# Nikon d5100 or cannon t3i rebel



## Wake1987

No idea what to get I want to do video a lot but I'm just debating.....I would use for pics as well


----------



## ILikeToTakePhotos

if you want videos, get T3i. if you want it for pictures, get D5100.

although, T3i still has good photo, and D5100 has alright video...


----------



## Wake1987

Yeah but I'm still debating cause lenes on Nikon are amazing I hear! And have not done much research on cannon lenes yet


----------



## ILikeToTakePhotos

well if you're doing video more, then lenses won't madder as much.

it REally comes down to photos or video.


----------



## JoshIcecannon

I had the same problem- let me run down what I thought and eventually, let me tell you, I got the Nikon D5100. Let me explain why.

1) The Nikon has continual auto focus during video.
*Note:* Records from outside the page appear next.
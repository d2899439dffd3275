//! Control channel used by the foreground page.
//!
//! Messages are JSON objects with a `type` field:
//!
//! | `type`         | Effect                               | Reply                 |
//! |----------------|--------------------------------------|-----------------------|
//! | `SKIP_WAITING` | ask the host to promote this version | none                  |
//! | `GET_VERSION`  | none                                 | `{"version": <tag>}`  |
//! | `CLEAR_CACHE`  | drop the current store               | `{"success": true}`   |
//!
//! Anything else is logged and ignored without a reply.

use std::sync::atomic::{AtomicBool, Ordering};
use std::sync::Arc;

use serde::{Deserialize, Serialize};
use serde_json::Value as JsonValue;
use tokio::sync::{mpsc, oneshot};
use tracing::{debug, info, warn};

use crate::agent::AgentSignal;
use crate::cache::VersionedCacheStore;

/// A command from the page.
#[derive(Debug, Clone, Copy, PartialEq, Eq, Serialize, Deserialize)]
#[serde(tag = "type", rename_all = "SCREAMING_SNAKE_CASE")]
pub enum ControlRequest {
    SkipWaiting,
    GetVersion,
    ClearCache,
}

impl ControlRequest {
    /// Parse a message; unknown or malformed messages yield `None`.
    pub fn from_message(message: &JsonValue) -> Option<Self> {
        match Self::deserialize(message) {
            Ok(request) => Some(request),
            Err(e) => {
                warn!(
                    kind = message.get("type").and_then(JsonValue::as_str).unwrap_or("<none>"),
                    error = %e,
                    "Ignoring unknown control message"
                );
                None
            }
        }
    }
}

/// The answer sent back on the reply port.
#[derive(Debug, Clone, PartialEq, Eq, Serialize, Deserialize)]
#[serde(untagged)]
pub enum ControlReply {
    Version { version: String },
    Cleared { success: bool },
}

/// One-shot reply port supplied by the sender.
pub type ReplyPort = oneshot::Sender<ControlReply>;

/// Handles control messages for one agent version.
#[derive(Clone)]
pub struct ControlChannel {
    store: VersionedCacheStore,
    skip_waiting: Arc<AtomicBool>,
    signals: mpsc::UnboundedSender<AgentSignal>,
}

impl ControlChannel {
    pub fn new(store: VersionedCacheStore, signals: mpsc::UnboundedSender<AgentSignal>) -> Self {
        Self {
            store,
            skip_waiting: Arc::new(AtomicBool::new(false)),
            signals,
        }
    }

    /// Whether the page asked this version to skip waiting.
    pub fn skip_waiting_requested(&self) -> bool {
        self.skip_waiting.load(Ordering::Acquire)
    }

    /// Handle `message`, answering on `reply_to` when the request has a reply.
    ///
    /// The reply is also returned. CLEAR_CACHE replies only after the store
    /// is gone.
    pub async fn handle(
        &self,
        message: &JsonValue,
        reply_to: Option<ReplyPort>,
    ) -> Option<ControlReply> {
        let request = ControlRequest::from_message(message)?;
        debug!(?request, "Control message");

        let reply = match request {
            ControlRequest::SkipWaiting => {
                self.skip_waiting.store(true, Ordering::Release);
                info!(version = %self.store.tag(), "Skip waiting requested");
                let _ = self.signals.send(AgentSignal::SkipWaitingRequested {
                    version: self.store.tag().to_string(),
                });
                None
            }
            ControlRequest::GetVersion => Some(ControlReply::Version {
                version: self.store.tag().to_string(),
            }),
            ControlRequest::ClearCache => {
                let existed = self.store.delete_all().await;
                self.store.persist().await;
                info!(version = %self.store.tag(), existed, "Cache cleared");
                Some(ControlReply::Cleared { success: true })
            }
        };

        if let (Some(reply), Some(port)) = (reply.clone(), reply_to) {
            if port.send(reply).is_err() {
                debug!("Control reply port closed before reply");
            }
        }
        reply
    }
}
//! Host-side view of deployed versions.
//!
//! ```text
//! Registration (scope)
//!     ├── installing (Agent)  precaching
//!     ├── waiting    (Agent)  installed, previous version still active
//!     └── active     (Agent)  answering fetches
//! ```

use std::sync::Arc;

use tracing::{debug, info};
use url::Url;

use crate::agent::{Agent, WorkerState};
use crate::error::AgentError;

/// Installing, waiting and active versions for one scope.
pub struct Registration {
    /// Scope URL.
    pub scope: Url,

    installing: Option<Arc<Agent>>,
    waiting: Option<Arc<Agent>>,
    active: Option<Arc<Agent>>,
}

impl Registration {
    /// Create an empty registration.
    pub fn new(scope: Url) -> Self {
        Self {
            scope,
            installing: None,
            waiting: None,
            active: None,
        }
    }

    pub fn installing(&self) -> Option<&Arc<Agent>> {
        self.installing.as_ref()
    }

    pub fn waiting(&self) -> Option<&Arc<Agent>> {
        self.waiting.as_ref()
    }

    pub fn active(&self) -> Option<&Arc<Agent>> {
        self.active.as_ref()
    }

    /// The version that should receive fetch events.
    pub fn controller(&self) -> Option<&Arc<Agent>> {
        self.active.as_ref()
    }

    /// Install `agent` as the next version.
    ///
    /// A failed install leaves the active version serving. A successful one
    /// waits, unless nothing is active yet or the agent already asked to
    /// skip waiting, in which case it is activated right away.
    pub async fn update(&mut self, agent: Arc<Agent>) -> Result<(), AgentError> {
        info!(scope = %self.scope, version = %agent.version(), "Update found");
        self.installing = Some(Arc::clone(&agent));
        let installed = agent.install().await;
        self.installing = None;
        installed?;

        if let Some(previous) = self.waiting.replace(Arc::clone(&agent)) {
            debug!(version = %previous.version(), "Superseded waiting version");
            previous.mark_redundant().await;
        }

        if self.active.is_none() || agent.skip_waiting_requested() {
            self.activate().await?;
        }
        Ok(())
    }

    /// Activate the waiting version; the previous active one is retired.
    ///
    /// If activation fails the previous version keeps serving.
    pub async fn activate(&mut self) -> Result<(), AgentError> {
        let Some(agent) = self.waiting.take() else {
            return Err(AgentError::StateError("no waiting version".to_string()));
        };
        agent.activate().await?;

        if let Some(old) = self.active.replace(agent) {
            old.mark_redundant().await;
            info!(version = %old.version(), "Previous version retired");
        }
        Ok(())
    }

    /// Force the waiting version to activate without waiting for clients to
    /// close. Returns whether anything was promoted.
    pub async fn skip_waiting(&mut self) -> Result<bool, AgentError> {
        if self.waiting.is_none() {
            return Ok(false);
        }
        self.activate().await?;
        Ok(true)
    }

    /// Promote the waiting version if the page asked it to skip waiting.
    pub async fn promote_if_requested(&mut self) -> Result<bool, AgentError> {
        match &self.waiting {
            Some(agent) if agent.skip_waiting_requested() => self.skip_waiting().await,
            _ => Ok(false),
        }
    }

    /// Retire every version.
    pub async fn unregister(&mut self) {
        for agent in [self.active.take(), self.waiting.take(), self.installing.take()]
            .into_iter()
            .flatten()
        {
            if agent.state().await != WorkerState::Redundant {
                agent.mark_redundant().await;
            }
        }
    }
}
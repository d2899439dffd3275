//! URL patterns used to classify requests.

use url::Url;

/// URL pattern for matching.
#[derive(Debug, Clone, PartialEq, Eq)]
pub struct UrlPattern {
    /// Pattern type.
    pub pattern_type: PatternType,
    /// Pattern string.
    pub pattern: String,
}

/// Type of URL pattern.
#[derive(Debug, Clone, Copy, PartialEq, Eq)]
pub enum PatternType {
    /// Exact URL match.
    Exact,
    /// Prefix match on the full URL.
    Prefix,
    /// Suffix match on the path (e.g., an extension).
    PathSuffix,
    /// Substring of the path only; query and host are ignored.
    PathContains,
}

impl UrlPattern {
    /// Create an exact match pattern.
    pub fn exact(url: &str) -> Self {
        Self {
            pattern_type: PatternType::Exact,
            pattern: url.to_string(),
        }
    }

    /// Create a prefix match pattern.
    pub fn prefix(prefix: &str) -> Self {
        Self {
            pattern_type: PatternType::Prefix,
            pattern: prefix.to_string(),
        }
    }

    /// Create a path suffix pattern (e.g., ".png").
    pub fn path_suffix(suffix: &str) -> Self {
        Self {
            pattern_type: PatternType::PathSuffix,
            pattern: suffix.to_string(),
        }
    }

    /// Create a path-contains pattern (e.g., "/api/").
    pub fn path_contains(segment: &str) -> Self {
        Self {
            pattern_type: PatternType::PathContains,
            pattern: segment.to_string(),
        }
    }

    /// Check if a URL matches this pattern.
    pub fn matches(&self, url: &Url) -> bool {
        match self.pattern_type {
            PatternType::Exact => url.as_str() == self.pattern,
            PatternType::Prefix => url.as_str().starts_with(&self.pattern),
            PatternType::PathSuffix => url.path().ends_with(&self.pattern),
            PatternType::PathContains => url.path().contains(&self.pattern),
        }
    }
}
The T3i does not. This means that the video will focus by itself while recording. His doesn't work all the time, but it does help a little.

2) It is cheaper. I can't remember the exact figures, but Nikon is definitely cheaper (boh cameras with kit lens or not)

3) The effects on the D5100 can add extra artistic value to both picture an video without editing. May sound cheesy, but it can improve the appeal the video has to others.'mostly the B/W or night Vision one.

4) The Nikon has 11 AF (auto focus) points. The canon T3i has only 9.

Here you go. And yes, Nikon lenses are amazing, for the price. So, I think you should get the Nikon D5100. Hope I helped!


----------



## MWG

I agree with what was said above, although Canon and Nikon are about even when it comes to good glass.


----------